When the proton stops, Ek = 0, I'm not understanding how this relates to the position of the proton when it stops.

5. Oct 23, 2011

Delphi51

It lost kinetic energy. But energy is conserved; it must have changed into some other kind of energy. It is the energy due to electric charges being near each other and is called electric potential energy. It depends on the distance between charges.

Write "initial kinetic energy = electric potential energy when stopped"
Put in the detailed formulas for both types of energy. Wikipedia has the potential energy one here: http://en.wikipedia.org/wiki/Electric_potential_energy
Then you can solve for the distance between charges.

6. Oct 23, 2011

loganblacke

I really really appreciate your help with this but it appears as if there are 50 equations for electric potential energy. I'm assuming the initial kinetic energy would be the 1/2mv2, however it isn't obvious to me which equation to use for the electric potential energy..

7. Oct 23, 2011

loganblacke

I tried using 1/2mv2 = q*(1/4∏ε0)(Q/r)... and then solving for r but the answer I ended up with was wrong.

8. Oct 23, 2011

Delphi51

It is the first equation in the Wikipedia article (link in previous post).
Your choice of the form with k or the form with 1/(4∏ε0).

9. Oct 24, 2011

loganblacke

I tried using both equations and I'm still getting the wrong answer. Here is what I got..
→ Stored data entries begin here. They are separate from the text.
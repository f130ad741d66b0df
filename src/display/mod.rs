//! Terminal display utilities for the CLI.
//!
//! Provides styled tables, progress bars, and themed status lines.

pub mod progress;
pub mod tables;
pub mod theme;

pub use progress::{create_progress_bar, create_spinner, with_spinner};
pub use tables::{create_hits_table, create_stats_table};
pub use theme::{THEME, Theme};
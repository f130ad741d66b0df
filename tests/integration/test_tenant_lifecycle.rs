//! Cloning, clearing and deleting tenant collections on disk.

use crate::common::TestWorkspace;
use dualrag::{
    CollectionId, Correction, FactDocument, KnowledgeBase, StyleExample, TenantId, TopK,
};

fn tenant(id: &str) -> TenantId {
    TenantId::new(id).unwrap()
}

#[test]
fn test_duplicate_of_missing_source_copies_nothing() {
    let ws = TestWorkspace::new();
    let retriever = ws.retriever();
    let source = CollectionId::new("corrections_collection", Some(&tenant("1"))).unwrap();
    let target = CollectionId::new("corrections_collection", Some(&tenant("2"))).unwrap();

    let copied = retriever
        .manager()
        .duplicate_artifacts(&source, &target)
        .unwrap();
    assert_eq!(copied, 0);
    assert!(!ws.artifact(target.name(), "index").exists());
    assert!(!ws.artifact(target.name(), "pkl").exists());
}

#[test]
fn test_duplicate_onto_itself_is_rejected() {
    let ws = TestWorkspace::new();
    let retriever = ws.retriever();
    let id = CollectionId::new("corrections_collection", None).unwrap();

    assert!(retriever.manager().duplicate_artifacts(&id, &id).is_err());
}

#[test]
fn test_clone_tenant_copies_populated_collections() {
    let ws = TestWorkspace::new();
    let retriever = ws.retriever();
    let source = tenant("10");
    let target = tenant("11");

    retriever
        .index_style_example(Some(&source), StyleExample::new("orari", "9-13").unwrap())
        .unwrap();
    retriever
        .index_fact_document(
            Some(&source),
            FactDocument::new("La segreteria è aperta dalle 9 alle 13.").unwrap(),
        )
        .unwrap();

    // Open the target first so the clone has to refresh a cached instance
    assert!(retriever.retrieve("orari", Some(&target), TopK::default()).is_empty());
    let held_style = retriever
        .collection(KnowledgeBase::Style, Some(&target))
        .unwrap();

    let copied = retriever.clone_tenant(&source, &target).unwrap();
    assert_eq!(copied, 2);
    assert_eq!(held_style.count(), 1);

    let stats = retriever.stats(Some(&target)).unwrap();
    assert_eq!(stats.total(), 2);
    let result = retriever.retrieve("orari segreteria", Some(&target), TopK::default());
    assert_eq!(result.style.len(), 1);
    assert_eq!(result.facts.len(), 1);
    assert!(result.corrections.is_empty());

    // Source untouched, copies independent
    retriever
        .index_correction(Some(&target), Correction::new("8-12", "9-13").unwrap())
        .unwrap();
    assert_eq!(retriever.stats(Some(&source)).unwrap().total(), 2);
    assert_eq!(retriever.stats(Some(&target)).unwrap().total(), 3);
}

#[test]
fn test_delete_tenant_removes_files_and_empties_open_instances() {
    let ws = TestWorkspace::new();
    let retriever = ws.retriever();
    let doomed = tenant("5");
    let kept = tenant("6");

    for t in [&doomed, &kept] {
        retriever
            .index_correction(Some(t), Correction::new("a", "b").unwrap())
            .unwrap();
    }
    let doomed_id = retriever
        .collection_id(KnowledgeBase::Corrections, Some(&doomed))
        .unwrap();
    assert!(retriever.manager().is_open(&doomed_id));

    let held = retriever
        .collection(KnowledgeBase::Corrections, Some(&doomed))
        .unwrap();

    assert_eq!(retriever.delete_tenant(&doomed).unwrap(), 1);
    assert!(held.is_empty());
    assert!(std::sync::Arc::ptr_eq(
        &held,
        &retriever
            .collection(KnowledgeBase::Corrections, Some(&doomed))
            .unwrap()
    ));
    assert!(!ws.artifact(doomed_id.name(), "index").exists());
    assert!(!ws.artifact(doomed_id.name(), "pkl").exists());

    assert!(retriever.retrieve("a", Some(&doomed), TopK::default()).is_empty());
    assert_eq!(
        retriever
            .retrieve("a", Some(&kept), TopK::default())
            .corrections
            .len(),
        1
    );

    // Deleting again is a no-op
    assert_eq!(retriever.delete_tenant(&doomed).unwrap(), 0);
}

#[test]
fn test_clear_all_empties_every_knowledge_base() {
    let ws = TestWorkspace::new();
    let retriever = ws.retriever();

    retriever
        .index_style_example(None, StyleExample::new("q", "r").unwrap())
        .unwrap();
    retriever
        .index_fact_document(None, FactDocument::new("fatto").unwrap())
        .unwrap();
    retriever
        .index_correction(None, Correction::new("no", "si").unwrap())
        .unwrap();
    assert_eq!(retriever.stats(None).unwrap().total(), 3);

    retriever.clear_all(None).unwrap();
    assert_eq!(retriever.stats(None).unwrap().total(), 0);

    // Cleared state survives a restart
    let restarted = ws.retriever();
    assert_eq!(restarted.stats(None).unwrap().total(), 0);
    retriever.clear_all(None).unwrap();
}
(1/(4∏*(8.854*10-12)))*((Q1*Q2)/r)=.5(1.67*10-27)(1.23*104)2

Q1 and Q2 would be the charge of each proton which I think is 1.6*10-19

If i solve for r, I get 4.92*1018.

Another website said that the charge of a proton is e, so I tired that as well and got 1.89*10-30.

10. Oct 24, 2011

Delphi51

The elementary charge IS 1.6 x 10^-19, so you should not have got a different answer that way!
You know, it is much easier to solve the equation before putting the numbers in - just easier to manipulate letters than lengthy numbers.
k*e²/R = ½m⋅v²
R = 2k*e²/(m⋅v²)
Putting in the numbers at this stage, I get an answer in nanometers.

11. Oct 24, 2011

loganblacke

Finally got it right, 1.821 x 10-9

Apparently e and e on the graphing calculator are two very different things!

12. Oct 24, 2011

Delphi51

Looks good! Yes, the e on the calculator is 2.718, the base of the natural logarithm.